Collected data:
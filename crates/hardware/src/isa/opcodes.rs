//! MIPS32 primary opcodes, SPECIAL function codes, REGIMM and COP0 selectors.
//!
//! Defines the raw field values the decoder dispatches on and the encoder emits.

/// Primary opcode values (bits 31-26).
pub mod primary {
    /// Register-register operations selected by the function field.
    pub const SPECIAL: u32 = 0x00;
    /// Branches on sign of `rs`, selected by the `rt` field.
    pub const REGIMM: u32 = 0x01;
    /// Jump.
    pub const J: u32 = 0x02;
    /// Jump and link.
    pub const JAL: u32 = 0x03;
    /// Branch on equal.
    pub const BEQ: u32 = 0x04;
    /// Branch on not equal.
    pub const BNE: u32 = 0x05;
    /// Branch on less than or equal to zero.
    pub const BLEZ: u32 = 0x06;
    /// Branch on greater than zero.
    pub const BGTZ: u32 = 0x07;
    /// Add immediate (trapping on overflow).
    pub const ADDI: u32 = 0x08;
    /// Add immediate unsigned.
    pub const ADDIU: u32 = 0x09;
    /// Set on less than immediate.
    pub const SLTI: u32 = 0x0a;
    /// Set on less than immediate unsigned.
    pub const SLTIU: u32 = 0x0b;
    /// And immediate.
    pub const ANDI: u32 = 0x0c;
    /// Or immediate.
    pub const ORI: u32 = 0x0d;
    /// Xor immediate.
    pub const XORI: u32 = 0x0e;
    /// Load upper immediate.
    pub const LUI: u32 = 0x0f;
    /// Coprocessor 0 operations selected by the `rs` field.
    pub const COP0: u32 = 0x10;
    /// Load byte.
    pub const LB: u32 = 0x20;
    /// Load half-word.
    pub const LH: u32 = 0x21;
    /// Load word left.
    pub const LWL: u32 = 0x22;
    /// Load word.
    pub const LW: u32 = 0x23;
    /// Load byte unsigned.
    pub const LBU: u32 = 0x24;
    /// Load half-word unsigned.
    pub const LHU: u32 = 0x25;
    /// Load word right.
    pub const LWR: u32 = 0x26;
    /// Store byte.
    pub const SB: u32 = 0x28;
    /// Store half-word.
    pub const SH: u32 = 0x29;
    /// Store word left.
    pub const SWL: u32 = 0x2a;
    /// Store word.
    pub const SW: u32 = 0x2b;
    /// Store word right.
    pub const SWR: u32 = 0x2e;
}

/// SPECIAL function codes (bits 5-0).
pub mod funct {
    /// Shift left logical.
    pub const SLL: u32 = 0x00;
    /// Shift right logical.
    pub const SRL: u32 = 0x02;
    /// Shift right arithmetic.
    pub const SRA: u32 = 0x03;
    /// Shift left logical variable.
    pub const SLLV: u32 = 0x04;
    /// Shift right logical variable.
    pub const SRLV: u32 = 0x06;
    /// Shift right arithmetic variable.
    pub const SRAV: u32 = 0x07;
    /// Jump register.
    pub const JR: u32 = 0x08;
    /// Jump and link register.
    pub const JALR: u32 = 0x09;
    /// Move conditional on zero.
    pub const MOVZ: u32 = 0x0a;
    /// Move conditional on not zero.
    pub const MOVN: u32 = 0x0b;
    /// System call.
    pub const SYSCALL: u32 = 0x0c;
    /// Breakpoint.
    pub const BREAK: u32 = 0x0d;
    /// Move from HI.
    pub const MFHI: u32 = 0x10;
    /// Move to HI.
    pub const MTHI: u32 = 0x11;
    /// Move from LO.
    pub const MFLO: u32 = 0x12;
    /// Move to LO.
    pub const MTLO: u32 = 0x13;
    /// Multiply.
    pub const MULT: u32 = 0x18;
    /// Multiply unsigned.
    pub const MULTU: u32 = 0x19;
    /// Divide.
    pub const DIV: u32 = 0x1a;
    /// Divide unsigned.
    pub const DIVU: u32 = 0x1b;
    /// Add (trapping on overflow).
    pub const ADD: u32 = 0x20;
    /// Add unsigned.
    pub const ADDU: u32 = 0x21;
    /// Subtract (trapping on overflow).
    pub const SUB: u32 = 0x22;
    /// Subtract unsigned.
    pub const SUBU: u32 = 0x23;
    /// Bitwise and.
    pub const AND: u32 = 0x24;
    /// Bitwise or.
    pub const OR: u32 = 0x25;
    /// Bitwise xor.
    pub const XOR: u32 = 0x26;
    /// Bitwise nor.
    pub const NOR: u32 = 0x27;
    /// Set on less than.
    pub const SLT: u32 = 0x2a;
    /// Set on less than unsigned.
    pub const SLTU: u32 = 0x2b;
    /// Trap if greater or equal.
    pub const TGE: u32 = 0x30;
    /// Trap if greater or equal unsigned.
    pub const TGEU: u32 = 0x31;
    /// Trap if less than.
    pub const TLT: u32 = 0x32;
    /// Trap if less than unsigned.
    pub const TLTU: u32 = 0x33;
    /// Trap if equal.
    pub const TEQ: u32 = 0x34;
    /// Trap if not equal.
    pub const TNE: u32 = 0x36;
}

/// REGIMM `rt` selectors (bits 20-16).
pub mod regimm {
    /// Branch on less than zero.
    pub const BLTZ: u32 = 0x00;
    /// Branch on greater than or equal to zero.
    pub const BGEZ: u32 = 0x01;
    /// Branch on less than zero and link.
    pub const BLTZAL: u32 = 0x10;
    /// Branch on greater than or equal to zero and link.
    pub const BGEZAL: u32 = 0x11;
}

/// COP0 `rs` selectors (bits 25-21) and the CO function codes.
pub mod cop0 {
    /// Move from coprocessor 0.
    pub const MF: u32 = 0x00;
    /// Move to coprocessor 0.
    pub const MT: u32 = 0x04;
    /// Coprocessor operation; the function field selects it.
    pub const CO: u32 = 0x10;
    /// Exception return (function code under CO).
    pub const ERET: u32 = 0x18;
}
impl Cache {
    /// Creates a cache.
    ///
    /// # Arguments
    ///
    /// * `config` - Geometry and policies; zero components are clamped to 1.
    /// * `timing` - Penalties of the level below, used by the statistics.
    ///
    /// # Returns
    ///
    /// A cache with every line invalid. A disabled configuration allocates no lines.
    pub fn new(config: CacheConfig, timing: CacheTiming) -> Self {
        let config = config.normalized();
        let sets = config.sets as usize;
        let ways = config.associativity as usize;
        let blocks = config.blocks as usize;
        let lines = if config.enabled { sets * ways } else { 0 };
        Self {
            config,
            timing,
            lines: vec![CacheLine::default(); lines],
            data: vec![0; lines * blocks],
            sets,
            ways,
            blocks,
            policy: policies::build(config.replacement, sets, ways),
            stats: CacheStats::default(),
            record_events: false,
            events: Vec::new(),
        }
    }

    /// Configuration this cache was built from.
    pub const fn config(&self) -> &CacheConfig {
        &self.config
    }

    /// Penalties used by the statistics.
    pub const fn timing(&self) -> &CacheTiming {
        &self.timing
    }

    /// Returns `true` if the cache is enabled.
    pub const fn enabled(&self) -> bool {
        self.config.enabled
    }

    /// Returns `true` if accesses to `addr` go through the cache.
    pub const fn is_cacheable(&self, addr: Address) -> bool {
        self.config.enabled && !(addr.val() >= UNCACHED_START && addr.val() <= UNCACHED_LAST)
    }

    /// Returns `true` if `addr` skips the cache, either because it is not
    /// cacheable or because `lower` marks the location read-only or illegal.
    fn bypasses(&self, lower: &dyn MemoryAccess, addr: Address) -> bool {
        !self.is_cacheable(addr) || lower.location_status(addr) != LocationStatus::None
    }

    /// Enables or disables collection of [`CacheEvent`]s.
    pub fn set_record_events(&mut self, record: bool) {
        self.record_events = record;
        if !record {
            self.events.clear();
        }
    }

    /// Takes the events collected since the last call.
    pub fn drain_events(&mut self) -> Vec<CacheEvent> {
        std::mem::take(&mut self.events)
    }

    /// Splits an address into `(tag, set, column)`.
    const fn locate(&self, addr: Address) -> (u32, usize, usize) {
        let word = (addr.val() as u32 >> 2) as usize;
        let span = self.blocks * self.sets;
        let index = word % span;
        ((word / span) as u32, index / self.blocks, index % self.blocks)
    }

    /// Address of the first word of the block with `tag` in `set`.
    const fn base_address(&self, tag: u32, set: usize) -> Address {
        let span = (self.blocks * self.sets) as u64;
        Address::new(((tag as u64 * span + (set * self.blocks) as u64) << 2) & 0xFFFF_FFFF)
    }

    fn find_way(&self, tag: u32, set: usize) -> Option<usize> {
        let base = set * self.ways;
        (0..self.ways).find(|&way| {
            let line = &self.lines[base + way];
            line.valid && line.tag == tag
        })
    }

    /// Returns `true` if the block holding `addr` is resident.
    pub fn contains(&self, addr: Address) -> bool {
        if !self.is_cacheable(addr) {
            return false;
        }
        let (tag, set, _) = self.locate(addr);
        self.find_way(tag, set).is_some()
    }

    fn emit(&mut self, set: usize, way: usize) {
        if self.record_events {
            let line = self.lines[set * self.ways + way];
            self.events.push(CacheEvent::Update {
                way,
                set,
                valid: line.valid,
                dirty: line.dirty,
                tag: line.tag,
            });
        }
    }

    /// Evicts the line at (`set`, `way`), writing it back first when dirty under write-back.
    fn kick(&mut self, lower: &mut dyn MemoryAccess, set: usize, way: usize) {
        let idx = set * self.ways + way;
        let line = self.lines[idx];
        if line.dirty && self.config.write_policy == WritePolicy::WriteBack {
            let base = self.base_address(line.tag, set);
            debug!(%base, set, way, "writing back dirty line");
            for i in 0..self.blocks {
                let _ = lower.write_word(base + (i as u64) * 4, self.data[idx * self.blocks + i]);
            }
            self.stats.mem_writes += self.blocks as u64;
            self.stats.burst_writes += self.blocks as u64 - 1;
        }
        self.lines[idx] = CacheLine {
            valid: false,
            dirty: false,
            ..line
        };
        self.policy.invalidate(set, way);
        self.emit(set, way);
    }

    /// Locates or allocates the line holding `addr`, refilling it on a miss.
    ///
    /// # Returns
    ///
    /// The index of the first data word of the access, inside `self.data`.
    fn access(&mut self, lower: &mut dyn MemoryAccess, addr: Address, write: bool) -> usize {
        let (tag, set, col) = self.locate(addr);
        let base = set * self.ways;

        let way = if let Some(way) = self.find_way(tag, set) {
            if write {
                self.stats.hit_write += 1;
            } else {
                self.stats.hit_read += 1;
            }
            way
        } else {
            let way = match (0..self.ways).find(|&w| !self.lines[base + w].valid) {
                Some(free) => free,
                None => {
                    let victim = self.policy.get_victim(set);
                    self.kick(lower, set, victim);
                    victim
                }
            };
            if write {
                self.stats.miss_write += 1;
            } else {
                self.stats.miss_read += 1;
            }
            let block = self.base_address(tag, set);
            trace!(%block, set, way, "refilling line");
            let first = (base + way) * self.blocks;
            for i in 0..self.blocks {
                self.data[first + i] = lower.read_word(block + (i as u64) * 4, false);
            }
            self.stats.mem_reads += self.blocks as u64;
            self.stats.burst_reads += self.blocks as u64 - 1;
            self.lines[base + way] = CacheLine {
                tag,
                valid: true,
                dirty: false,
            };
            way
        };

        self.policy.update(set, way);
        (base + way) * self.blocks + col
    }

    /// Reads a word through the cache.
    ///
    /// # Arguments
    ///
    /// * `lower` - The level below.
    /// * `addr` - Address of the word.
    /// * `debug` - Side-effect-free read: no statistics, no refill.
    pub fn read_word(&mut self, lower: &mut dyn MemoryAccess, addr: Address, debug: bool) -> u32 {
        if self.bypasses(lower, addr) {
            if !debug {
                self.stats.miss_read += 1;
                self.stats.mem_reads += 1;
            }
            return lower.read_word(addr, debug);
        }
        if debug {
            let (tag, set, col) = self.locate(addr);
            return match self.find_way(tag, set) {
                Some(way) => self.data[(set * self.ways + way) * self.blocks + col],
                None => lower.read_word(addr, true),
            };
        }
        let idx = self.access(lower, addr, false);
        let (_, set, _) = self.locate(addr);
        let way = (idx / self.blocks) - set * self.ways;
        self.emit(set, way);
        self.data[idx]
    }

    /// Writes a word through the cache.
    ///
    /// # Returns
    ///
    /// `true` if the cached or backing content changed.
    pub fn write_word(&mut self, lower: &mut dyn MemoryAccess, addr: Address, value: u32) -> bool {
        if self.bypasses(lower, addr) {
            self.stats.miss_write += 1;
            self.stats.mem_writes += 1;
            return lower.write_word(addr, value);
        }
        let policy = self.config.write_policy;
        let (tag, set, _) = self.locate(addr);

        if policy == WritePolicy::WriteThroughNoAlloc && self.find_way(tag, set).is_none() {
            self.stats.miss_write += 1;
            self.stats.mem_writes += 1;
            let changed = lower.write_word(addr, value);
            if changed {
                self.stats.change_counter += 1;
            }
            return changed;
        }

        let idx = self.access(lower, addr, true);
        let way = (idx / self.blocks) - set * self.ways;
        let mut changed = std::mem::replace(&mut self.data[idx], value) != value;
        if policy.is_write_through() {
            self.stats.mem_writes += 1;
            changed |= lower.write_word(addr, value);
        } else {
            self.lines[set * self.ways + way].dirty = true;
        }
        if changed {
            self.stats.change_counter += 1;
        }
        self.emit(set, way);
        changed
    }

    /// Writes every dirty line back, leaving lines valid and clean.
    pub fn sync(&mut self, lower: &mut dyn MemoryAccess) {
        if self.config.write_policy != WritePolicy::WriteBack {
            return;
        }
        for idx in 0..self.lines.len() {
            let line = self.lines[idx];
            if line.valid && line.dirty {
                let (set, way) = (idx / self.ways, idx % self.ways);
                let base = self.base_address(line.tag, set);
                for i in 0..self.blocks {
                    let _ = lower.write_word(base + (i as u64) * 4, self.data[idx * self.blocks + i]);
                }
                self.stats.mem_writes += self.blocks as u64;
                self.stats.burst_writes += self.blocks as u64 - 1;
                self.lines[idx].dirty = false;
                self.emit(set, way);
            }
        }
    }

    /// Evicts every valid line, writing dirty ones back.
    pub fn flush(&mut self, lower: &mut dyn MemoryAccess) {
        for set in 0..self.sets {
            for way in 0..self.ways {
                if self.lines.get(set * self.ways + way).is_some_and(|l| l.valid) {
                    self.kick(lower, set, way);
                }
            }
        }
    }

    /// Invalidates every line and zeroes the statistics without writing anything back.
    ///
    /// An update event is recorded for every (way, set).
    pub fn reset(&mut self) {
        self.lines.fill(CacheLine::default());
        self.data.fill(0);
        self.policy.reset();
        self.stats = CacheStats::default();
        if self.config.enabled {
            for set in 0..self.sets {
                for way in 0..self.ways {
                    self.emit(set, way);
                }
            }
        }
    }

    /// Raw counters.
    pub const fn stats(&self) -> &CacheStats {
        &self.stats
    }

    /// Read and write hits.
    pub const fn hits(&self) -> u64 {
        self.stats.hit_read + self.stats.hit_write
    }

    /// Read and write misses.
    pub const fn misses(&self) -> u64 {
        self.stats.miss_read + self.stats.miss_write
    }

    /// Estimated cycles stalled on misses.
    pub const fn stall_count(&self) -> u64 {
        self.stats.miss_read * (self.timing.read.saturating_sub(1) as u64)
            + self.stats.miss_write * (self.timing.write.saturating_sub(1) as u64)
    }

    /// Ratio of uncached latency to cached latency, in percent.
    pub fn speed_improvement(&self) -> f64 {
        let s = &self.stats;
        let accesses = s.hit_read + s.hit_write + s.miss_read + s.miss_write;
        if accesses == 0 || !self.config.enabled {
            return 100.0;
        }
        let (r, w, b) = (
            u64::from(self.timing.read),
            u64::from(self.timing.write),
            u64::from(self.timing.burst),
        );
        let mut lookup_time = s.hit_read + s.miss_read;
        if self.config.write_policy == WritePolicy::WriteBack {
            lookup_time += s.hit_write + s.miss_write;
        }
        let mut mem_access_time = s.mem_reads * r + s.mem_writes * w;
        if self.timing.burst_enable {
            mem_access_time = mem_access_time.saturating_sub(
                s.burst_reads * r.saturating_sub(b) + s.burst_writes * w.saturating_sub(b),
            );
        }
        let uncached = (s.miss_read + s.hit_read) * r + (s.miss_write + s.hit_write) * w;
        let cached = lookup_time + mem_access_time;
        if cached == 0 {
            return 100.0;
        }
        uncached as f64 / cached as f64 * 100.0
    }

    /// Hits as a percentage of all accesses (`0.0` before the first access).
    pub fn hit_rate(&self) -> f64 {
        let total = self.hits() + self.misses();
        if total == 0 {
            0.0
        } else {
            self.hits() as f64 / total as f64 * 100.0
        }
    }

    /// Hits as a percentage of all accesses, as shown in the cache report.
    ///
    /// Same value as [`hit_rate`](Self::hit_rate).
    pub fn usage_efficiency(&self) -> f64 {
        self.hit_rate()
    }

    /// Percentage of lines currently holding data.
    pub fn occupancy(&self) -> f64 {
        if self.lines.is_empty() {
            return 0.0;
        }
        let used = self.lines.iter().filter(|l| l.valid).count();
        used as f64 / self.lines.len() as f64 * 100.0
    }
}
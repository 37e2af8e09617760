//! Simulator: owns the CPU and the host handles to its peripherals.
//!
//! This is the entry point hosts drive. It provides:
//! 1. **Construction:** Validates configuration and assembles the board and core.
//! 2. **Stepping:** Single-cycle steps and bounded runs reporting a `StepOutcome`.
//! 3. **Observation:** `on_step` callbacks receive the `CoreState` after every cycle.
//! 4. **Loading:** Raw images and ELF segments written into the address space before the first cycle.

use std::path::Path;

use tracing::{debug, info};

use crate::common::{Address, ExceptionCause, SimError};
use crate::config::MachineConfig;
use crate::core::Cpu;
use crate::core::pipeline::state::{CoreState, CoreStatus};
use crate::sim::loader::ProgramImage;
use crate::soc::System;
use crate::soc::devices::{Backend, SerialHost, SharedBackend, SpiLed};

/// Callback invoked with the core state at the end of every cycle.
pub type StepCallback = Box<dyn FnMut(&CoreState) + Send>;

/// Result of advancing the simulator.
#[derive(Clone, Copy, Debug, PartialEq, Eq)]
pub enum StepOutcome {
    /// The core keeps running.
    Continue,
    /// A cause configured to stop the run loop was committed.
    ExceptionStop(ExceptionCause),
    /// The core is stopped on an exception that is not stepped over.
    Trapped(ExceptionCause),
    /// The configured cycle limit was reached.
    CycleLimit,
}

impl StepOutcome {
    /// Returns `true` if the run loop should stop.
    pub const fn is_stop(self) -> bool {
        !matches!(self, Self::Continue)
    }
}

/// Top-level simulator.
pub struct Simulator {
    /// CPU state (registers, pipeline, caches, bus, stats).
    pub cpu: Cpu,
    serial_port: SharedBackend,
    spi_led: SharedBackend,
    observers: Vec<StepCallback>,
}

impl Simulator {
    /// Builds a simulator from `config`.
    ///
    /// # Arguments
    ///
    /// * `config` - Machine configuration; validated before anything is built.
    /// * `serial_host` - Byte source and sink behind the serial port.
    pub fn new(config: &MachineConfig, serial_host: Box<dyn SerialHost>) -> Result<Self, SimError> {
        let mut config = config.clone();
        config.normalize();
        config.validate()?;

        let system = System::new(&config, serial_host)?;
        info!(
            pipelined = config.pipelined,
            hazard_unit = ?config.hazard_unit,
            delay_slot = config.delay_slot,
            "simulator created"
        );
        Ok(Self {
            cpu: Cpu::new(system.bus, system.interrupts, &config),
            serial_port: system.serial_port,
            spi_led: system.spi_led,
            observers: Vec::new(),
        })
    }

    /// Registers a callback run at the end of every cycle.
    pub fn on_step(&mut self, callback: impl FnMut(&CoreState) + Send + 'static) {
        self.observers.push(Box::new(callback));
    }

    /// Current core state.
    pub const fn state(&self) -> &CoreState {
        &self.cpu.state
    }

    /// Configuration the simulator runs with.
    pub const fn config(&self) -> &MachineConfig {
        &self.cpu.config
    }

    /// Advances by one cycle.
    pub fn step(&mut self) -> StepOutcome {
        if !self.cpu.state.is_running() {
            return self.outcome(None);
        }
        let stop = self.cpu.step();
        for observer in &mut self.observers {
            observer(&self.cpu.state);
        }
        self.outcome(stop)
    }

    /// Steps until the core stops or `max_cycles` cycles have run.
    ///
    /// # Returns
    ///
    /// The outcome of the last cycle; `Continue` if the budget ran out first.
    pub fn run(&mut self, max_cycles: Option<u64>) -> StepOutcome {
        let mut ran = 0u64;
        loop {
            if max_cycles.is_some_and(|max| ran >= max) {
                return StepOutcome::Continue;
            }
            let outcome = self.step();
            ran += 1;
            if outcome.is_stop() {
                debug!(?outcome, cycles = self.cpu.state.cycle_count, "run stopped");
                return outcome;
            }
        }
    }

    /// Writes `bytes` into the address space starting at `addr`.
    ///
    /// Caches are flushed first so the core sees the new content.
    pub fn load_image(&mut self, addr: Address, bytes: &[u8]) {
        info!(%addr, len = bytes.len(), "loading image");
        self.cpu.mem.write_bytes(addr, bytes);
    }

    /// Reads a raw image from disk and loads it at `addr`.
    ///
    /// # Returns
    ///
    /// Number of bytes loaded.
    pub fn load_file(&mut self, path: impl AsRef<Path>, addr: Address) -> Result<usize, SimError> {
        let bytes = std::fs::read(path)?;
        self.load_image(addr, &bytes);
        Ok(bytes.len())
    }

    /// Writes every segment of `program` into the address space.
    ///
    /// The entry point is not applied here; hosts pass it as `reset_pc` when
    /// building the simulator.
    pub fn load_program(&mut self, program: &ProgramImage) -> usize {
        for segment in &program.segments {
            self.load_image(segment.addr, &segment.bytes);
        }
        program.len()
    }

    /// Returns the core to reset state; memory content is kept.
    pub fn reset(&mut self) {
        self.cpu.reset();
    }

    /// Host handle to the serial port.
    pub const fn serial_port(&self) -> &SharedBackend {
        &self.serial_port
    }

    /// Host handle to the LED/knob controller.
    pub const fn spi_led(&self) -> &SharedBackend {
        &self.spi_led
    }

    /// Runs `f` on the LED/knob controller.
    pub fn with_spi_led<R>(&self, f: impl FnOnce(&mut SpiLed) -> R) -> Option<R> {
        let mut guard = self
            .spi_led
            .lock()
            .unwrap_or_else(std::sync::PoisonError::into_inner);
        match &mut *guard {
            Backend::SpiLed(dev) => Some(f(dev)),
            _ => None,
        }
    }

    fn outcome(&self, stop: Option<ExceptionCause>) -> StepOutcome {
        if let Some(cause) = stop {
            return StepOutcome::ExceptionStop(cause);
        }
        match self.cpu.state.status {
            CoreStatus::Running => StepOutcome::Continue,
            CoreStatus::Trapped(cause) => StepOutcome::Trapped(cause),
            CoreStatus::Halted => StepOutcome::CycleLimit,
        }
    }
}

impl std::fmt::Debug for Simulator {
    fn fmt(&self, f: &mut std::fmt::Formatter<'_>) -> std::fmt::Result {
        f.debug_struct("Simulator")
            .field("cpu", &self.cpu)
            .field("observers", &self.observers.len())
            .finish_non_exhaustive()
    }
}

- **WORK TO COMPLETE**:
Reply with one number only: the count of lines in the entries that contain "Continue".

- **RESPONSE**:
5